---------- RECORD EXTRACTS
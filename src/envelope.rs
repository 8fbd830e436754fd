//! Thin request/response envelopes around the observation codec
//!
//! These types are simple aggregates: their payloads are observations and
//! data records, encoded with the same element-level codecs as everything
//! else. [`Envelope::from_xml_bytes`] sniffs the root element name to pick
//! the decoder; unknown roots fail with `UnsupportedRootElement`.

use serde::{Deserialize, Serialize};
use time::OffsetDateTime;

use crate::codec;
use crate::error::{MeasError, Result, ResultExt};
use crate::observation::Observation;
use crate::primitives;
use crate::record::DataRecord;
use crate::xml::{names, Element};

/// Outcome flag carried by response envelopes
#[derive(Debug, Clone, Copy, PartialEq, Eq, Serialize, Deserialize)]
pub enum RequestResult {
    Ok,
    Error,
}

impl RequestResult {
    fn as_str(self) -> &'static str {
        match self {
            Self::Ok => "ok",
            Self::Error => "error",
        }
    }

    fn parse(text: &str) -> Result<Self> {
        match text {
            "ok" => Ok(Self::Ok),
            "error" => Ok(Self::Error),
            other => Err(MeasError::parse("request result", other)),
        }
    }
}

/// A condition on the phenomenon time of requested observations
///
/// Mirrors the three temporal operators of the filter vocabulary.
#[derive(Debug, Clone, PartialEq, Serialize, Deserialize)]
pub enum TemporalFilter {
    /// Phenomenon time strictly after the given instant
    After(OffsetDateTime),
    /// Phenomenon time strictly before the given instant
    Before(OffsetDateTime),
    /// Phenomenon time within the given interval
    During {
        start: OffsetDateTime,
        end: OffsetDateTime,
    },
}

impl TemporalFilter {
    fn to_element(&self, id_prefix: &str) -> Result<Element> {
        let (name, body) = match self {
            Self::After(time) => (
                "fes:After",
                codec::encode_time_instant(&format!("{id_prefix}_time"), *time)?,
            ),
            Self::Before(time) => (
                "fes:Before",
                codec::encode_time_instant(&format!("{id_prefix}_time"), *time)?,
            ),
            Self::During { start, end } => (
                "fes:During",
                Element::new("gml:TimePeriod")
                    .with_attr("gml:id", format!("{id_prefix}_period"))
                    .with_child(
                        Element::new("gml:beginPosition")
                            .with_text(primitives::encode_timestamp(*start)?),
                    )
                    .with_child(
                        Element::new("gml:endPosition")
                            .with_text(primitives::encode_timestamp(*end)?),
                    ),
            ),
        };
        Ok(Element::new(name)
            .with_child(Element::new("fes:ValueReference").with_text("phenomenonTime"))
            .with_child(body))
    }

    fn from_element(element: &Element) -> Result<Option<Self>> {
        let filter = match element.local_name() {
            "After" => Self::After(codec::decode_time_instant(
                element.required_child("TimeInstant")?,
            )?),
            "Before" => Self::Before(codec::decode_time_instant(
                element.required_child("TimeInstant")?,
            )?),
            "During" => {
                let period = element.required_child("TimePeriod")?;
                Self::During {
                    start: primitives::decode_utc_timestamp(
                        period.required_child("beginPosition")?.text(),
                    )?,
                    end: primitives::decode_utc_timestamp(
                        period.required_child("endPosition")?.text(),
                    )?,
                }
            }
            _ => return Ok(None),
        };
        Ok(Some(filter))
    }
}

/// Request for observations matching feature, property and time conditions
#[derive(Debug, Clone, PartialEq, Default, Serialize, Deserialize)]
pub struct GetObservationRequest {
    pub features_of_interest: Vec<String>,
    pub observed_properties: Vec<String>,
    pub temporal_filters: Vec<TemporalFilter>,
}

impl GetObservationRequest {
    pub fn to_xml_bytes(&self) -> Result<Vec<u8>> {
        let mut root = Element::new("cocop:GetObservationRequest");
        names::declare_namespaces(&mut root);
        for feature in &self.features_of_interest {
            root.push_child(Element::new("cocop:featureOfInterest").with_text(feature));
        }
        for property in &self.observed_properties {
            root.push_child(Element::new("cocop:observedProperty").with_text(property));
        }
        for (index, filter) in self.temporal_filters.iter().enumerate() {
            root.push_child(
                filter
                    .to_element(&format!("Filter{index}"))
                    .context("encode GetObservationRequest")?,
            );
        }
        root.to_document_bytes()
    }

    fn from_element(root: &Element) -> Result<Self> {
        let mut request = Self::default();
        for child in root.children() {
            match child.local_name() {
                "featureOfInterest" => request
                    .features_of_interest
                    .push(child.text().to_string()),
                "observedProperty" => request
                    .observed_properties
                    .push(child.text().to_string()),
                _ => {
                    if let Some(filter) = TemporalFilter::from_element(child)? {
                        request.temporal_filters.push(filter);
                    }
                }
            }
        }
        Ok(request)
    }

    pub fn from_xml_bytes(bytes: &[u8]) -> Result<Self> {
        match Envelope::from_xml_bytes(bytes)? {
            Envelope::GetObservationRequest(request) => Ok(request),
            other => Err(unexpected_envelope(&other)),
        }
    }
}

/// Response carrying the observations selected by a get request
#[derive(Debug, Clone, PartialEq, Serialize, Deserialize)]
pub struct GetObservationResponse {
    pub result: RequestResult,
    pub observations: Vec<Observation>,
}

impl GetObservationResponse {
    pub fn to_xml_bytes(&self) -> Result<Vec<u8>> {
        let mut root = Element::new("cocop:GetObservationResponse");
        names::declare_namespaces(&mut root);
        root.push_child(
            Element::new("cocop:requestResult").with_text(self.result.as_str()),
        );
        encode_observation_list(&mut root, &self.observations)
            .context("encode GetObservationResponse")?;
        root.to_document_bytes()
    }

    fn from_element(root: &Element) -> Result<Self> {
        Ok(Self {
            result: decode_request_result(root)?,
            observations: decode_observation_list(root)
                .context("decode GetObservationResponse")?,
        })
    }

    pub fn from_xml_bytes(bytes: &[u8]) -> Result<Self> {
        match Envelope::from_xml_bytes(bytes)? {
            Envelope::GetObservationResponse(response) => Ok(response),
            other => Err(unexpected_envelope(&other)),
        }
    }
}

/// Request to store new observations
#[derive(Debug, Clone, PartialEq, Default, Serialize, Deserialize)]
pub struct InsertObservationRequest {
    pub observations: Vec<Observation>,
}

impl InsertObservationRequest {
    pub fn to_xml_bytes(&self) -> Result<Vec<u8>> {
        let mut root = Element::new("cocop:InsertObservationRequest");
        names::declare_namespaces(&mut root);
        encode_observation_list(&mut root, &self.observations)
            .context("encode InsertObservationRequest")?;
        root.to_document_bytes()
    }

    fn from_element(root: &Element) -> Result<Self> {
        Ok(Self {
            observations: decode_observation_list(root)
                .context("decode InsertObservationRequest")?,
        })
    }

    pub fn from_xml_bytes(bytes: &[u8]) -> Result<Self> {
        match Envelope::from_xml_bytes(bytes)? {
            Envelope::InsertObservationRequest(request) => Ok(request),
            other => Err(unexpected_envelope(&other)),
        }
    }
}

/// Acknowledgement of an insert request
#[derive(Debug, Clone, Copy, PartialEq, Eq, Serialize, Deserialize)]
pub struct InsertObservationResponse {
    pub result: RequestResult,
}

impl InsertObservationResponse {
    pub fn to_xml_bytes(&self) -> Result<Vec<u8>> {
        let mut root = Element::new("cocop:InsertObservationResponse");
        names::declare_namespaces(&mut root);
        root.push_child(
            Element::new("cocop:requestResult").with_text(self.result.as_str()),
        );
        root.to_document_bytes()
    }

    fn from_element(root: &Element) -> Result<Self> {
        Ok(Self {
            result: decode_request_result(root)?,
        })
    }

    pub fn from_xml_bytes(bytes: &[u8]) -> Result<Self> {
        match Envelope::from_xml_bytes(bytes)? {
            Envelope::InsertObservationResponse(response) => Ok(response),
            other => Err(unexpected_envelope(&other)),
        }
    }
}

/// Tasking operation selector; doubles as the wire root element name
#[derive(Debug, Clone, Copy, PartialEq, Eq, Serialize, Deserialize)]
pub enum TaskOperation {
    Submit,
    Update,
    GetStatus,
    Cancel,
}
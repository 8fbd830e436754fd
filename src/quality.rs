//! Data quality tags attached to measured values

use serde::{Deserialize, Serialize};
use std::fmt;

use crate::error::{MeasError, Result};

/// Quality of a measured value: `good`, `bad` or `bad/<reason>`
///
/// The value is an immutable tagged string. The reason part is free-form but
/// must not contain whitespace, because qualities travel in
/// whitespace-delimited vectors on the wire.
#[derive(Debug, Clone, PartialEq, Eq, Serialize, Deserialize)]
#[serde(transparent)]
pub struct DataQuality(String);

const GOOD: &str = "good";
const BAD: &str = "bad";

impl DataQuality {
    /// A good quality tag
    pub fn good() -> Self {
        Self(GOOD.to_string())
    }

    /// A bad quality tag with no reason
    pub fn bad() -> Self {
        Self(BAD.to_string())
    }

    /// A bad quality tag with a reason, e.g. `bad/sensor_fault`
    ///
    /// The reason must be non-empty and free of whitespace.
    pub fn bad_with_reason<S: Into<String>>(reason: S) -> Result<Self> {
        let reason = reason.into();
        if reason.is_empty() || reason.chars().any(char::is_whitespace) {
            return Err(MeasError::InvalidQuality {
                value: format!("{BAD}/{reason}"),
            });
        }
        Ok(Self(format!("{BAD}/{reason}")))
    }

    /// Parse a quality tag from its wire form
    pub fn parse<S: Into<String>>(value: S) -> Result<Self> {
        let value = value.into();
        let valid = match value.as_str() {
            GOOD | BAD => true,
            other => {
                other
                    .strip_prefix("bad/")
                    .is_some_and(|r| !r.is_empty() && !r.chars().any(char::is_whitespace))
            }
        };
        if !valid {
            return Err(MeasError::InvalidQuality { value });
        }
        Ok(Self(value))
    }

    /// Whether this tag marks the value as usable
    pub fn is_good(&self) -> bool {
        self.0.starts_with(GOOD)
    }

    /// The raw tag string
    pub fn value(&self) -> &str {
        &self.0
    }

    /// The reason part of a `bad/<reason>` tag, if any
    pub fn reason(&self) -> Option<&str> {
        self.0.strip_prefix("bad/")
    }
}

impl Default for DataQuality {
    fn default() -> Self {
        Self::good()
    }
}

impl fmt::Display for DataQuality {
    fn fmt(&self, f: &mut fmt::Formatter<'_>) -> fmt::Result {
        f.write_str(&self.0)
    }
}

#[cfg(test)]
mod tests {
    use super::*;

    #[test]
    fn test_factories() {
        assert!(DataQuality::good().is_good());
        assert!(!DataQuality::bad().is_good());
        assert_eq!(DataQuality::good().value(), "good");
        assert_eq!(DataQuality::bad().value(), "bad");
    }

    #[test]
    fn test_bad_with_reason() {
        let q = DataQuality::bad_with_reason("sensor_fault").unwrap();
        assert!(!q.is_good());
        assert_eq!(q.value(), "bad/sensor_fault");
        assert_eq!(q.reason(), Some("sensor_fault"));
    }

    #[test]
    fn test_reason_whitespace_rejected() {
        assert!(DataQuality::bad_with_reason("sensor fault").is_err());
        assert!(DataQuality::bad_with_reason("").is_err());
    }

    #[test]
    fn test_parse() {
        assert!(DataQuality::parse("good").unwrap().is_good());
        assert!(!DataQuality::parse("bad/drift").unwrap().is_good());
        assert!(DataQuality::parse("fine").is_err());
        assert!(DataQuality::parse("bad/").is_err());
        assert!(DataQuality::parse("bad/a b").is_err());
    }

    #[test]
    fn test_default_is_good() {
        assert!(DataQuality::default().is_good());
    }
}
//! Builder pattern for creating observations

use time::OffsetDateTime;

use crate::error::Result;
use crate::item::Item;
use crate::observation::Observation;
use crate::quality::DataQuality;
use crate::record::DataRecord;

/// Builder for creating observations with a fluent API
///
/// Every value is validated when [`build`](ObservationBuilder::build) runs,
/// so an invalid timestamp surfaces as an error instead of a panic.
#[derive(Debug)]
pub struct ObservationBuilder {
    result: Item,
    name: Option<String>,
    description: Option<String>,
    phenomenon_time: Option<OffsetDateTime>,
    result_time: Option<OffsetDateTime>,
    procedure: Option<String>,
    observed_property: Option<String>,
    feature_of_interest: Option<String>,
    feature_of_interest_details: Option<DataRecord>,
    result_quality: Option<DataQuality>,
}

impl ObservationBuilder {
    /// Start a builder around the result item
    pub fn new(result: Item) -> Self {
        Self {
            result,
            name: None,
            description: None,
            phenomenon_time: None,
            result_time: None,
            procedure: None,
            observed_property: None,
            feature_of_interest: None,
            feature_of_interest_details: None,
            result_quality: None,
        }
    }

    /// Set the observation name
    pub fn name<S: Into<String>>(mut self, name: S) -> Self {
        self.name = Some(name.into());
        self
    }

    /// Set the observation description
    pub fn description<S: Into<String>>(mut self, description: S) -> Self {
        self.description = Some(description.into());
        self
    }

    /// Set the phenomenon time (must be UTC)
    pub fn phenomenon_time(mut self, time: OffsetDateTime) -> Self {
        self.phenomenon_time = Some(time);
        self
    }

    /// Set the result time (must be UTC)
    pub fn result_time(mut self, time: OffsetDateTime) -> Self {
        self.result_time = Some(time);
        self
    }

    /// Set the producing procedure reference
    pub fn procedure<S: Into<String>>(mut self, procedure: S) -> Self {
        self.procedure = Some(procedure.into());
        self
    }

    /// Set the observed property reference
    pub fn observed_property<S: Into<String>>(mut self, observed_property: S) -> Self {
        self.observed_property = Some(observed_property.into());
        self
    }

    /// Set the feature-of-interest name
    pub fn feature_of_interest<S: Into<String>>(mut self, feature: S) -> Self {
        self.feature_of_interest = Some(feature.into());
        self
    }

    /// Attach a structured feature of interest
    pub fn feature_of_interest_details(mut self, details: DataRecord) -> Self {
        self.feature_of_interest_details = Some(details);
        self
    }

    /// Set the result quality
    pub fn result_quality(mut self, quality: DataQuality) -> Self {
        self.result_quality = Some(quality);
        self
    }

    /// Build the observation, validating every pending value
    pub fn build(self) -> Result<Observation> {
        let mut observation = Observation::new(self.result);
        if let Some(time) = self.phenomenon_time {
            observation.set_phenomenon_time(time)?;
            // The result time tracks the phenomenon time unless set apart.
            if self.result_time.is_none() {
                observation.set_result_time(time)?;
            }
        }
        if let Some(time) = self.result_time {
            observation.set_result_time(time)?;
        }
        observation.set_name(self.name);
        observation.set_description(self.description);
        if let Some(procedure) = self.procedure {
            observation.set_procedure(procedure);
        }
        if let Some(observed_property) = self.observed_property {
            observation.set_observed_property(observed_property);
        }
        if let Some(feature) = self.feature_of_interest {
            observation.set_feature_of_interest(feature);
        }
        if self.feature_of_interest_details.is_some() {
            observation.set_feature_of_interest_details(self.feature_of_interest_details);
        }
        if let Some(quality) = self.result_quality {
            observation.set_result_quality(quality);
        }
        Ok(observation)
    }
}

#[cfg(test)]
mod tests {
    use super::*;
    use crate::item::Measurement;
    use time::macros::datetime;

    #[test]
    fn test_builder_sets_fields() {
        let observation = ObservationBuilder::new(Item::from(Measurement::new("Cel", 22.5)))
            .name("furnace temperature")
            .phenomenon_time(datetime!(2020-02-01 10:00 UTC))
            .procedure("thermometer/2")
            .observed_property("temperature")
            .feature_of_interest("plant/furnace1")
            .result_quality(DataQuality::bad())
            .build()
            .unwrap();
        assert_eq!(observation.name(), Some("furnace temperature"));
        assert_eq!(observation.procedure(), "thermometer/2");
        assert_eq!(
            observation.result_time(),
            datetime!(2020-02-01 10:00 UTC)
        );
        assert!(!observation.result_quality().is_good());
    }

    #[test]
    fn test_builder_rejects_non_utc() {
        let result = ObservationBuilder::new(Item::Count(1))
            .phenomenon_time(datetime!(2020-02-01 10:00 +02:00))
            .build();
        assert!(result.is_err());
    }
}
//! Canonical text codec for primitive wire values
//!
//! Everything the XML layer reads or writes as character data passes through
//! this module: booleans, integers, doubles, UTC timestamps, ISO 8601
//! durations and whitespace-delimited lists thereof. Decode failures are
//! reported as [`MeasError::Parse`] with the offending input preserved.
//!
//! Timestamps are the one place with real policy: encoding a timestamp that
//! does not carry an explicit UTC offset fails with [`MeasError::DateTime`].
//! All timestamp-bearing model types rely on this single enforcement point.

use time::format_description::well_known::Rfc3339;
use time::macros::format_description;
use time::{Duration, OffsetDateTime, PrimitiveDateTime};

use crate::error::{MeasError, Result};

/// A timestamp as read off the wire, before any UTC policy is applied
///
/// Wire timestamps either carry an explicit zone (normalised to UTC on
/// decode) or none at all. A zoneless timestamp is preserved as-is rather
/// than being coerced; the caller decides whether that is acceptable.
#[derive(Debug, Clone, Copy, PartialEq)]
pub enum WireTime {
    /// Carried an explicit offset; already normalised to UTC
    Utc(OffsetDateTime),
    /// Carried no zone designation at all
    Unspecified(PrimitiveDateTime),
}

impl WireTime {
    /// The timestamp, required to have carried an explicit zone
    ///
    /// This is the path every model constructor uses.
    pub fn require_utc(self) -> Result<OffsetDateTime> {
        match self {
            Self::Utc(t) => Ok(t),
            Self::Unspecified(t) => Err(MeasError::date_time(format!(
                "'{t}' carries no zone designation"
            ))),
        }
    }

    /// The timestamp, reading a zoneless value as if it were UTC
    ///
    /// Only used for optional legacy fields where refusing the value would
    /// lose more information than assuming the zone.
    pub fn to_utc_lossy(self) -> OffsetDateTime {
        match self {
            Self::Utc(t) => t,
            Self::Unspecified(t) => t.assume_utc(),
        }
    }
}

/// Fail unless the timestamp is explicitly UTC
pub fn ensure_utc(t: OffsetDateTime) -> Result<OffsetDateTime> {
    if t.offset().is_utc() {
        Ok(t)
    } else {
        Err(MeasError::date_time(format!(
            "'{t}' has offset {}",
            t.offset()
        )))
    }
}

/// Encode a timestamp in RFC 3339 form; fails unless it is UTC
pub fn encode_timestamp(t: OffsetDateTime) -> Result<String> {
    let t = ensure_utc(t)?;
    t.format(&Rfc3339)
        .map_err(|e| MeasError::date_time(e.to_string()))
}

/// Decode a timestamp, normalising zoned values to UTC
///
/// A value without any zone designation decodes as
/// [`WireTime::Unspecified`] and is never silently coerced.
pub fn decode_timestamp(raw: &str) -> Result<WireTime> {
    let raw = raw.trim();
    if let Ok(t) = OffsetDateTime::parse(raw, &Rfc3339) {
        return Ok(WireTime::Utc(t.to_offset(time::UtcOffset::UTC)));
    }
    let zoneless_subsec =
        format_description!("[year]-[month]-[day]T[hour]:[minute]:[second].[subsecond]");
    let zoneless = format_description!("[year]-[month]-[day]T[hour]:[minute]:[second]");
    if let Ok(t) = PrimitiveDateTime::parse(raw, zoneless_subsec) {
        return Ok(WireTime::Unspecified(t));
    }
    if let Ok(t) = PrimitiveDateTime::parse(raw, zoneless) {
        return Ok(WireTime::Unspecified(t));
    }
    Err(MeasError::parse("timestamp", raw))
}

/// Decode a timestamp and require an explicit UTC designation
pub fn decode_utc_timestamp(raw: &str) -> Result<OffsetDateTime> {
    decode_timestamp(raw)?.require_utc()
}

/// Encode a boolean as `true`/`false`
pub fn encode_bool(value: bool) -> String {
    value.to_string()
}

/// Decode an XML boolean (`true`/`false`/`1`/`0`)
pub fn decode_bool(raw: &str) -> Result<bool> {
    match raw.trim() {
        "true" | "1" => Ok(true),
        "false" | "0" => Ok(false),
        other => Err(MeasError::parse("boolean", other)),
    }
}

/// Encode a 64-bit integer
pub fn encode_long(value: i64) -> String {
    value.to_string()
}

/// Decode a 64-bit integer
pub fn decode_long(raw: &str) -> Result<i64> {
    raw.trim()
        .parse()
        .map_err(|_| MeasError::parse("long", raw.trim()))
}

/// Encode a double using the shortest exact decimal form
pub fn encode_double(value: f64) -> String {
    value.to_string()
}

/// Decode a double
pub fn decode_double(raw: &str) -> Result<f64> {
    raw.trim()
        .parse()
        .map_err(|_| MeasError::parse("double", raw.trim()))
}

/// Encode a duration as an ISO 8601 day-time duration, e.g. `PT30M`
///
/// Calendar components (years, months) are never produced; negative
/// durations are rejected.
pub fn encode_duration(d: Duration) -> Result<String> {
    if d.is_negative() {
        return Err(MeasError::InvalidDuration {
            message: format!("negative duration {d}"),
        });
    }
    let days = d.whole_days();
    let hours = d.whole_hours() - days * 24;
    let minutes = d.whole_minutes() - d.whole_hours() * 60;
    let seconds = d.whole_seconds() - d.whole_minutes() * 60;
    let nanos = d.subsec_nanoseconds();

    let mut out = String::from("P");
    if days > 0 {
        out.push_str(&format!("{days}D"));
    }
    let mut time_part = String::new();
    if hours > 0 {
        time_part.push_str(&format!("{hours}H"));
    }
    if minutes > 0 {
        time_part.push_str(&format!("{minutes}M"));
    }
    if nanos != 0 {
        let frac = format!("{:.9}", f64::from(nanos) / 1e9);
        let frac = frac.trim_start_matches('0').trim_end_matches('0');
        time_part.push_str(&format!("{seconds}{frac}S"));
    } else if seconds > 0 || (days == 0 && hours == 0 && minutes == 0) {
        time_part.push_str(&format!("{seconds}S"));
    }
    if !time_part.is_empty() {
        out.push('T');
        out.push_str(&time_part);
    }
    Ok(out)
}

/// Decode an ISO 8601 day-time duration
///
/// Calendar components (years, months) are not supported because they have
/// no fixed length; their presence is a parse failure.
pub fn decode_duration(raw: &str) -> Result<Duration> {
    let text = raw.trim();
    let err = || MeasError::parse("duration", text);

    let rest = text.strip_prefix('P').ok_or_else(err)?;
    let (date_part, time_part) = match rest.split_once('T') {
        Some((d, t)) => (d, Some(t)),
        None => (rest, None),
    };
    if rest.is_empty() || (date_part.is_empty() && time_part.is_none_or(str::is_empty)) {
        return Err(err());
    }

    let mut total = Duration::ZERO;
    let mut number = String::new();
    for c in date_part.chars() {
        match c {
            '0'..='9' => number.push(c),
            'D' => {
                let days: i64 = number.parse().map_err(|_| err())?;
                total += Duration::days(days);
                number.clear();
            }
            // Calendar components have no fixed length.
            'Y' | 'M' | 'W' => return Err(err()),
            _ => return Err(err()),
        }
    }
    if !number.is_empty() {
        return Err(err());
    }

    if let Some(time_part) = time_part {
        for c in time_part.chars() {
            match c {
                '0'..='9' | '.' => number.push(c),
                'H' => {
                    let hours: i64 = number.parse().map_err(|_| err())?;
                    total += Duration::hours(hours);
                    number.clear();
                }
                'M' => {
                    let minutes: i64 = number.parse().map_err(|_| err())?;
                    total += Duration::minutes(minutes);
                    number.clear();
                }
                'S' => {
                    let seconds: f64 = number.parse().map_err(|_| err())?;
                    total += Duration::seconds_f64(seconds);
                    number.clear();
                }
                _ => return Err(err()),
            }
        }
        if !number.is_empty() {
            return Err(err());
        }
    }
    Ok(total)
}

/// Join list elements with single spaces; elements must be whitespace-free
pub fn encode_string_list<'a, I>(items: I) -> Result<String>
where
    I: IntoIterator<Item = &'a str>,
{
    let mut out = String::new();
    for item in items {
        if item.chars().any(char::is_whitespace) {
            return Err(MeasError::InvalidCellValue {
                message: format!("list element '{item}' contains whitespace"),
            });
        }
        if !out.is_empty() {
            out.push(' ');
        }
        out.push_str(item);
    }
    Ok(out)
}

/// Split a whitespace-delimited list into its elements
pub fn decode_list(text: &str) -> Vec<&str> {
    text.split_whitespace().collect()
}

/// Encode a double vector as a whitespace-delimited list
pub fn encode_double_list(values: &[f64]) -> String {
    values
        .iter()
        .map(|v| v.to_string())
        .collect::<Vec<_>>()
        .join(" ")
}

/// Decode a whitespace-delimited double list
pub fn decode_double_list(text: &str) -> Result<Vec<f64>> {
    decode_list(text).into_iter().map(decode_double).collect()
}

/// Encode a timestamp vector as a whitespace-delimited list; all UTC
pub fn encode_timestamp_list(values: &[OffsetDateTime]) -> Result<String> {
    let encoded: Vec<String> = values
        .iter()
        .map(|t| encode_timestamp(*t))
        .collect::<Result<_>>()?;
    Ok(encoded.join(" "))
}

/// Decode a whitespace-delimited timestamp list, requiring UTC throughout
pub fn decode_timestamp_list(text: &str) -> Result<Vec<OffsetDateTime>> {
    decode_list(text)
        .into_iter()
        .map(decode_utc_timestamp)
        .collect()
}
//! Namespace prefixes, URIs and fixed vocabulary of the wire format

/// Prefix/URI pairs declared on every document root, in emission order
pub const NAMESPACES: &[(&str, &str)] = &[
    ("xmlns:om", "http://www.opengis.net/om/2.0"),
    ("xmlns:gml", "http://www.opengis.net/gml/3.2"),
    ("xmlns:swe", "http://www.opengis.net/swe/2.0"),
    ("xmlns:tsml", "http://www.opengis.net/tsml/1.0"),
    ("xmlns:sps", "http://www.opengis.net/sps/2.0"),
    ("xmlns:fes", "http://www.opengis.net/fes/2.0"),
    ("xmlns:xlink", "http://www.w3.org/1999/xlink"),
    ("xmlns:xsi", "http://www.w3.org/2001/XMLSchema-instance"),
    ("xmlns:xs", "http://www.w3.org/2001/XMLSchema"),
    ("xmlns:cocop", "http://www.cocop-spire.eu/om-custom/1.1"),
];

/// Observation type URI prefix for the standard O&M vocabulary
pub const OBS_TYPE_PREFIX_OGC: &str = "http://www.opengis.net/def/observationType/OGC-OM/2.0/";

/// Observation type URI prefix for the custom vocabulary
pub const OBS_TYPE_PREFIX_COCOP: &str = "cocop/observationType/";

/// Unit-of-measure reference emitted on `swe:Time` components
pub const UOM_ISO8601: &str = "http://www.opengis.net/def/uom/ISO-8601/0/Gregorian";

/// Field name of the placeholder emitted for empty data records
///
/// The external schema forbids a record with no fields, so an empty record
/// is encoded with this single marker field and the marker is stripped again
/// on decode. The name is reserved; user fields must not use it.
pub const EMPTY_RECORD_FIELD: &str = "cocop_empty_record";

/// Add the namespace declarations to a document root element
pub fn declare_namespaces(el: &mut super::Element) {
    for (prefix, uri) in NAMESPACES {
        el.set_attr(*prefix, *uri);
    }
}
--------------------
> [WHAT THIS TASK INVOLVES]:
Tell how many lines in the material hold the word "frac". Reply with the number only.

> [SOLUTION TO THIS EXERCISE]:
3